The BADD publicity died down after a few years. Researchers from the Centers for Disease Control said they found no causal link between D&D and violence.
In fact, one could make a case for a connection between the game and healthy creativity.
Winners, not losers. A number of accomplished authors, including George R.R. Martin, the father of Game of Thrones, have given credit to Dungeons & Dragons for sparking their imaginations as writers.
A 2014 New York Times article quoted Pulitzer prize-winner Junot Díaz as saying that, via Dungeons & Dragons, “we welfare kids could travel, have adventures, succeed, be powerful, triumph, fail, and be in ways that would have been impossible in the larger real world.”
Still, it’s not hard to imagine anti-D&D activism reappearing today, with religious fundamentalism on the rise. (As a Wiccan told me many years ago, every so often, when there’s nothing better to worry about, some concerned citizen sounds an alarm about devil-worship.)
It can be enough to make even a sane person worry about his own affinity for fantasy and superhero-related culture.
Introspection. Fairley’s crime recently prompted self-reflection from one writer somewhere along the nerd continuum. A passage from the 2015 post by blogger Benjamin Welton on Literary Trebuchet:
Whereas Fairley spent his days alone in his parent’s home with his porn, his vampires, and Dungeons & Dragons, I killed many hours alone in my father’s apartment with my comic books, my horror novels, and my favorite television shows. Fairley loved heavy metal; I still do. As much as it pains me to say it, Caleb Fairley, who was convicted of murdering and sexually assaulting Lisa Manderach and her 19-month-old daughter Devon in 1995, is the darkest version of people like me and my friends.

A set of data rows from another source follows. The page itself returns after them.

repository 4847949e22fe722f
//! Subcommand implementations.

pub mod completion;
pub mod pack;
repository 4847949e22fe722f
//! Output formatting module.

mod formatter;
mod human;
mod json;

pub use formatter::OutputFormatter;

use human::HumanFormatter;
use json::JsonFormatter;

/// Creates an output formatter based on CLI flags
pub fn create_formatter(json: bool, verbose: bool, quiet: bool) -> Box<dyn OutputFormatter> {
    if json {
        Box::new(JsonFormatter)
    } else {
        Box::new(HumanFormatter::new(verbose, quiet))
    }
}
//! Packages a workspace directory into a ZIP archive.
//!
//! `wspack-core` walks a source directory and writes every regular file into
//! a deflate-compressed ZIP archive under `<basename>/<relative path>`.
//! Entries whose archive path starts with a search prefix (the source
//! basename followed by a suffix) are stamped with the current time and mode
//! `0o100755`; all other entries keep their on-disk timestamp and
//! permissions.
//!
//! # Examples
//!
//! ```no_run
//! use wspack_core::PackConfig;
//! use wspack_core::PrefixMatch;
//! use wspack_core::pack_directory;
//!
//! # fn main() -> Result<(), Box<dyn std::error::Error>> {
//! let config = PackConfig::new("./gwen-workspace", "target/workspace/gwen-workspace.zip")
//!     .with_match_mode(PrefixMatch::Segment);
//! let report = pack_directory(&config)?;
//! println!("Created {} ({} files)", config.output.display(), report.files_added);
//! # Ok(())
//! # }
//! ```

#![deny(unsafe_code)]
#![warn(missing_docs)]

pub mod archiver;
pub mod config;
pub mod error;
pub mod report;
pub mod selector;
pub mod stamp;
pub mod walker;

pub use archiver::pack_directory;
pub use archiver::pack_directory_with_progress;
pub use config::PackConfig;
pub use error::PackError;
pub use error::Result;
pub use report::NoopProgress;
pub use report::PackReport;
pub use report::ProgressCallback;
pub use selector::PrefixMatch;
pub use selector::SearchPrefix;
pub use stamp::EntryStamp;
pub use stamp::REGULAR_FILE_MODE_0755;
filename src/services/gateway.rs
//! Remote book gateway
//!
//! Translates book operations into REST calls against a single resource
//! endpoint. Every mutation chains into a full collection read so callers
//! always receive the server's post-mutation state.

use reqwest::Client;
use validator::Validate;

use crate::{
    config::ApiConfig,
    error::{AppError, AppResult},
    models::{Book, BookDraft},
};

#[derive(Clone)]
pub struct BookGateway {
    client: Client,
    base_url: String,
}

impl BookGateway {
    pub fn new(config: &ApiConfig) -> Self {
        Self {
            client: Client::new(),
            base_url: config.base_url.trim_end_matches('/').to_string(),
        }
    }

    /// Fetch the full collection
    ///
    /// A JSON `null` body counts as an empty collection.
    pub async fn list(&self) -> AppResult<Vec<Book>> {
        tracing::debug!("GET {}", self.base_url);
        let books: Option<Vec<Book>> = self
            .client
            .get(&self.base_url)
            .send()
            .await?
            .error_for_status()?
            .json()
            .await?;
        Ok(books.unwrap_or_default())
    }

    /// Create a book, then return the refreshed collection
    pub async fn create(&self, draft: &BookDraft) -> AppResult<Vec<Book>> {
        draft
            .validate()
            .map_err(|e| AppError::Validation(e.to_string()))?;

        tracing::debug!("POST {}", self.base_url);
        self.client
            .post(&self.base_url)
            .json(draft)
            .send()
            .await?
            .error_for_status()?;
        self.list().await
    }

    /// Update a book by identifier, then return the refreshed collection
    ///
    /// The request body is the full record, identifier included.
    pub async fn update(&self, id: &str, draft: &BookDraft) -> AppResult<Vec<Book>> {
        draft
            .validate()
            .map_err(|e| AppError::Validation(e.to_string()))?;

        let url = format!("{}/{}", self.base_url, id);
        tracing::debug!("PUT {}", url);
        self.client
            .put(&url)
            .json(&draft.with_id(id))
            .send()
            .await?
            .error_for_status()?;
        self.list().await
    }

    /// Delete a book by identifier, then return the refreshed collection
    pub async fn delete(&self, id: &str) -> AppResult<Vec<Book>> {
        let url = format!("{}/{}", self.base_url, id);
        tracing::debug!("DELETE {}", url);
        self.client
            .delete(&url)
            .send()
            .await?
            .error_for_status()?;
        self.list().await
    }
}
//! Search behavior over a live store: debounce, filtering, and edit
//! lookups that must not be hidden by an active filter.

use std::time::Duration;

use crate::crud_flow::{book, setup};

// Comfortably past the 500ms debounce window
const SETTLE: Duration = Duration::from_millis(700);

fn library() -> Vec<bookshelf_client::models::Book> {
    vec![
        book("1", "Dune", "Frank Herbert", 1965),
        book("2", "Foundation", "Isaac Asimov", 1951),
        book("3", "Dune Messiah", "Frank Herbert", 1969),
    ]
}

#[tokio::test]
async fn search_narrows_list_after_debounce() {
    let fx = setup(library()).await;
    fx.store.fetch_all().await.unwrap();

    fx.controller.set_search_query("herbert");
    tokio::time::sleep(SETTLE).await;

    let hits = fx.controller.filtered();
    assert_eq!(hits.len(), 2);
    assert!(hits.iter().all(|b| b.author == "Frank Herbert"));
}

#[tokio::test]
async fn clearing_query_restores_full_list_in_order() {
    let fx = setup(library()).await;
    fx.store.fetch_all().await.unwrap();

    fx.controller.set_search_query("foundation");
    tokio::time::sleep(SETTLE).await;
    assert_eq!(fx.controller.filtered().len(), 1);

    fx.controller.set_search_query("");
    tokio::time::sleep(SETTLE).await;
    assert_eq!(fx.controller.filtered(), library());
}

#[tokio::test]
async fn edit_lookup_succeeds_despite_active_filter() {
    let fx = setup(library()).await;
    fx.store.fetch_all().await.unwrap();

    fx.controller.set_search_query("foundation");
    tokio::time::sleep(SETTLE).await;

    // Dune is filtered out of the visible list
    assert!(fx.controller.filtered().iter().all(|b| b.id != "1"));

    // but it can still be opened for editing
    let dialog = fx.controller.open_edit_dialog("1").unwrap();
    assert_eq!(dialog.form().title, "Dune");
}
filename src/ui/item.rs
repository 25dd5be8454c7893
//! Book item view
//!
//! Stateless projection of a single book row. The only gesture it knows is
//! "edit", emitted upward as the book's identifier.

use crate::models::Book;

/// Edit gesture emitted by an item view
#[derive(Debug, Clone, PartialEq, Eq)]
pub struct EditRequest {
    pub book_id: String,
}

pub struct BookItemView<'a> {
    book: &'a Book,
}

impl<'a> BookItemView<'a> {
    pub fn new(book: &'a Book) -> Self {
        Self { book }
    }

    pub fn book(&self) -> &Book {
        self.book
    }

    /// Single-line display label
    pub fn label(&self) -> String {
        format!("{} by {} ({})", self.book.title, self.book.author, self.book.year)
    }

    /// React to the user's edit gesture
    pub fn request_edit(&self) -> EditRequest {
        EditRequest {
            book_id: self.book.id.clone(),
        }
    }
}
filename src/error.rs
//! Error types for the Bookshelf client

use thiserror::Error;

/// Main application error type
#[derive(Error, Debug)]
pub enum AppError {
    #[error("Request failed: {0}")]
    Request(#[from] reqwest::Error),

    #[error("Validation error: {0}")]
    Validation(String),

    #[error("Not found: {0}")]
    NotFound(String),

    #[error("Configuration error: {0}")]
    Config(#[from] config::ConfigError),
}

/// Result type alias for application operations
pub type AppResult<T> = Result<T, AppError>;
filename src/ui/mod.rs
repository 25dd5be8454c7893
//! Front-end interaction logic
//!
//! Framework-agnostic: a rendering shell drives these types and draws
//! whatever state they expose.

pub mod dialog;
pub mod item;
pub mod list;

pub use dialog::{BookDialog, BookForm, DialogMode, DialogOutcome, Violation};
pub use item::{BookItemView, EditRequest};
pub use list::{BookListController, Notifier};
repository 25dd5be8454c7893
//! Book model

use chrono::{Datelike, Utc};
use serde::{Deserialize, Serialize};
use validator::Validate;

/// Oldest publication year the catalog accepts
pub const MIN_YEAR: i32 = 1000;

/// Current calendar year, the upper bound for publication years
pub fn current_year() -> i32 {
    Utc::now().year()
}

/// Book record as served by the REST backend
#[derive(Debug, Clone, PartialEq, Eq, Serialize, Deserialize)]
pub struct Book {
    /// Server-assigned identifier, unique within the collection
    pub id: String,
    pub title: String,
    pub author: String,
    pub year: i32,
}

/// Book fields without the server-assigned identifier
///
/// Used as the create request body and as the payload carried out of the
/// edit dialog.
#[derive(Debug, Clone, PartialEq, Eq, Serialize, Deserialize, Validate)]
pub struct BookDraft {
    #[validate(length(min = 1, message = "Title cannot be empty"))]
    pub title: String,
    #[validate(length(min = 1, message = "Author cannot be empty"))]
    pub author: String,
    #[validate(range(min = 1000, message = "Year must be 1000 or later"))]
    pub year: i32,
}

impl BookDraft {
    /// Attach a server-assigned identifier, producing a full record
    pub fn with_id(&self, id: &str) -> Book {
        Book {
            id: id.to_string(),
            title: self.title.clone(),
            author: self.author.clone(),
            year: self.year,
        }
    }
}

impl From<Book> for BookDraft {
    fn from(book: Book) -> Self {
        Self {
            title: book.title,
            author: book.author,
            year: book.year,
        }
    }
}
//! Book edit dialog state machine
//!
//! One dialog session covers a single add/view/edit/delete interaction.
//! The session owns a working copy of the editable fields and never touches
//! the store; it closes by surfacing a terminal [`DialogOutcome`] that the
//! list controller routes to the gateway.

use crate::models::{current_year, Book, BookDraft, MIN_YEAR};

/// Mode of an open dialog session
#[derive(Debug, Clone, Copy, PartialEq, Eq)]
pub enum DialogMode {
    /// No source book; the form is always editable
    Create,
    /// Source book present, form disabled
    View,
    /// Source book present, form enabled
    Edit,
}

/// Terminal action surfaced when the dialog closes
#[derive(Debug, Clone, PartialEq, Eq)]
pub enum DialogOutcome {
    Create(BookDraft),
    Edit(BookDraft),
    /// Carries the working copy as-is at confirmation time
    Delete(BookForm),
    Close,
}

/// Validation rule violated by the current working copy
#[derive(Debug, Clone, Copy, PartialEq, Eq)]
pub enum Violation {
    TitleRequired,
    AuthorRequired,
    YearRequired,
    YearOutOfRange,
}

/// Working copy of the three editable fields
#[derive(Debug, Clone, Default, PartialEq, Eq)]
pub struct BookForm {
    pub title: String,
    pub author: String,
    pub year: Option<i32>,
}

impl BookForm {
    fn from_book(book: &Book) -> Self {
        Self {
            title: book.title.clone(),
            author: book.author.clone(),
            year: Some(book.year),
        }
    }

    /// Rules violated by the current field values
    pub fn violations(&self) -> Vec<Violation> {
        let mut violations = Vec::new();
        if self.title.trim().is_empty() {
            violations.push(Violation::TitleRequired);
        }
        if self.author.trim().is_empty() {
            violations.push(Violation::AuthorRequired);
        }
        match self.year {
            None => violations.push(Violation::YearRequired),
            Some(year) if year < MIN_YEAR || year > current_year() => {
                violations.push(Violation::YearOutOfRange)
            }
            Some(_) => {}
        }
        violations
    }

    pub fn is_valid(&self) -> bool {
        self.violations().is_empty()
    }

    fn to_draft(&self) -> Option<BookDraft> {
        if !self.is_valid() {
            return None;
        }
        Some(BookDraft {
            title: self.title.clone(),
            author: self.author.clone(),
            year: self.year?,
        })
    }
}

/// One open dialog session
#[derive(Debug, Clone)]
pub struct BookDialog {
    source: Option<Book>,
    mode: DialogMode,
    form: BookForm,
    confirming_delete: bool,
}

impl BookDialog {
    /// Open in create mode with empty defaults
    pub fn create() -> Self {
        Self {
            source: None,
            mode: DialogMode::Create,
            form: BookForm::default(),
            confirming_delete: false,
        }
    }

    /// Open an existing book in view mode
    pub fn for_book(book: Book) -> Self {
        Self {
            form: BookForm::from_book(&book),
            source: Some(book),
            mode: DialogMode::View,
            confirming_delete: false,
        }
    }

    pub fn mode(&self) -> DialogMode {
        self.mode
    }

    pub fn form(&self) -> &BookForm {
        &self.form
    }

    /// Whether the form currently accepts input
    pub fn is_editable(&self) -> bool {
        matches!(self.mode, DialogMode::Create | DialogMode::Edit)
    }

    /// Dialog heading for the current mode
    pub fn title(&self) -> &'static str {
        match self.mode {
            DialogMode::Create => "Add new book",
            DialogMode::View => "View book",
            DialogMode::Edit => "Edit book",
        }
    }

    pub fn set_title(&mut self, title: &str) {
        if self.is_editable() {
            self.form.title = title.to_string();
        }
    }

    pub fn set_author(&mut self, author: &str) {
        if self.is_editable() {
            self.form.author = author.to_string();
        }
    }

    pub fn set_year(&mut self, year: Option<i32>) {
        if self.is_editable() {
            self.form.year = year;
        }
    }

    /// Toggle between view and edit mode
    ///
    /// Leaving edit mode discards unsaved input by reverting the working
    /// copy to the source book's values. No-op in create mode.
    pub fn toggle_edit(&mut self) {
        match self.mode {
            DialogMode::View => self.mode = DialogMode::Edit,
            DialogMode::Edit => {
                self.revert();
                self.mode = DialogMode::View;
            }
            DialogMode::Create => {}
        }
    }

    /// Submit the form
    ///
    /// Returns `None` while the form is disabled or invalid; the dialog
    /// stays open and nothing is emitted.
    pub fn submit(&self) -> Option<DialogOutcome> {
        if !self.is_editable() {
            return None;
        }
        let draft = self.form.to_draft()?;
        Some(match self.source {
            Some(_) => DialogOutcome::Edit(draft),
            None => DialogOutcome::Create(draft),
        })
    }

    /// Cancel the current interaction
    ///
    /// From create or view mode this closes the dialog. From edit mode it
    /// reverts the working copy and drops back to view mode, returning
    /// `None` so the dialog stays open.
    pub fn cancel(&mut self) -> Option<DialogOutcome> {
        if self.source.is_some() && self.mode == DialogMode::Edit {
            self.revert();
            self.mode = DialogMode::View;
            return None;
        }
        Some(DialogOutcome::Close)
    }

    /// Open the delete confirmation sub-dialog
    pub fn request_delete(&mut self) {
        self.confirming_delete = true;
    }

    pub fn is_confirming_delete(&self) -> bool {
        self.confirming_delete
    }

    /// Resolve the delete confirmation
    ///
    /// Accepting closes with the current form values; declining leaves the
    /// session exactly as it was.
    pub fn resolve_delete(&mut self, confirmed: bool) -> Option<DialogOutcome> {
        if !self.confirming_delete {
            return None;
        }
        self.confirming_delete = false;
        if confirmed {
            Some(DialogOutcome::Delete(self.form.clone()))
        } else {
            None
        }
    }

    fn revert(&mut self) {
        if let Some(ref book) = self.source {
            self.form = BookForm::from_book(book);
        }
    }
}
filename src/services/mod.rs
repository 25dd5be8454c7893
//! Remote data services

pub mod gateway;
pub mod store;

pub use gateway::BookGateway;
pub use store::BookStore;
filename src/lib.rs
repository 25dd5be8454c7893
//! Bookshelf client
//!
//! Front-end core for a book collection manager backed by a REST resource:
//! remote gateway, reactive store, list orchestration with debounced
//! search, and the add/view/edit/delete dialog state machine. Rendering is
//! left to a shell built on top of the [`ui`] layer.

use std::sync::Arc;

pub mod config;
pub mod error;
pub mod models;
pub mod services;
pub mod ui;

pub use config::AppConfig;
pub use error::{AppError, AppResult};

use config::LoggingConfig;
use services::{BookGateway, BookStore};
use ui::{BookListController, Notifier};

/// Application bundle shared by the UI layer
#[derive(Clone)]
pub struct App {
    pub config: Arc<AppConfig>,
    pub store: Arc<BookStore>,
}

impl App {
    pub fn new(config: AppConfig) -> Self {
        let gateway = BookGateway::new(&config.api);
        Self {
            config: Arc::new(config),
            store: Arc::new(BookStore::new(gateway)),
        }
    }

    /// Build a list controller over the shared store
    pub fn list_controller(&self, notifier: Arc<dyn Notifier>) -> BookListController {
        BookListController::new(self.store.clone(), notifier)
    }
}

/// Initialize tracing from the logging configuration
///
/// `RUST_LOG` takes precedence over the configured level.
pub fn init_tracing(config: &LoggingConfig) {
    use tracing_subscriber::{layer::SubscriberExt, util::SubscriberInitExt};

    let filter = tracing_subscriber::EnvFilter::try_from_default_env()
        .unwrap_or_else(|_| format!("bookshelf_client={}", config.level).into());

    let registry = tracing_subscriber::registry().with(filter);
    if config.format == "json" {
        registry.with(tracing_subscriber::fmt::layer().json()).init();
    } else {
        registry.with(tracing_subscriber::fmt::layer()).init();
    }
}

But surely he knows that paranoia and substance abuse, not football, fueled Aaron Hernandez’s homicidal rage, and greed, not tennis, compelled the Menendez brothers to make themselves orphans.
One can point to an id lurking in practitioners of just about every avocation and vocation.
Good guys. Fortunately, very few lead to horrifying crimes. And perpetrators are far outnumbered by the authorities who protect us from them.
Who knows, some of those hard-working law enforcement types just might shake off stress with a little witch and wizard role-playing in their off hours.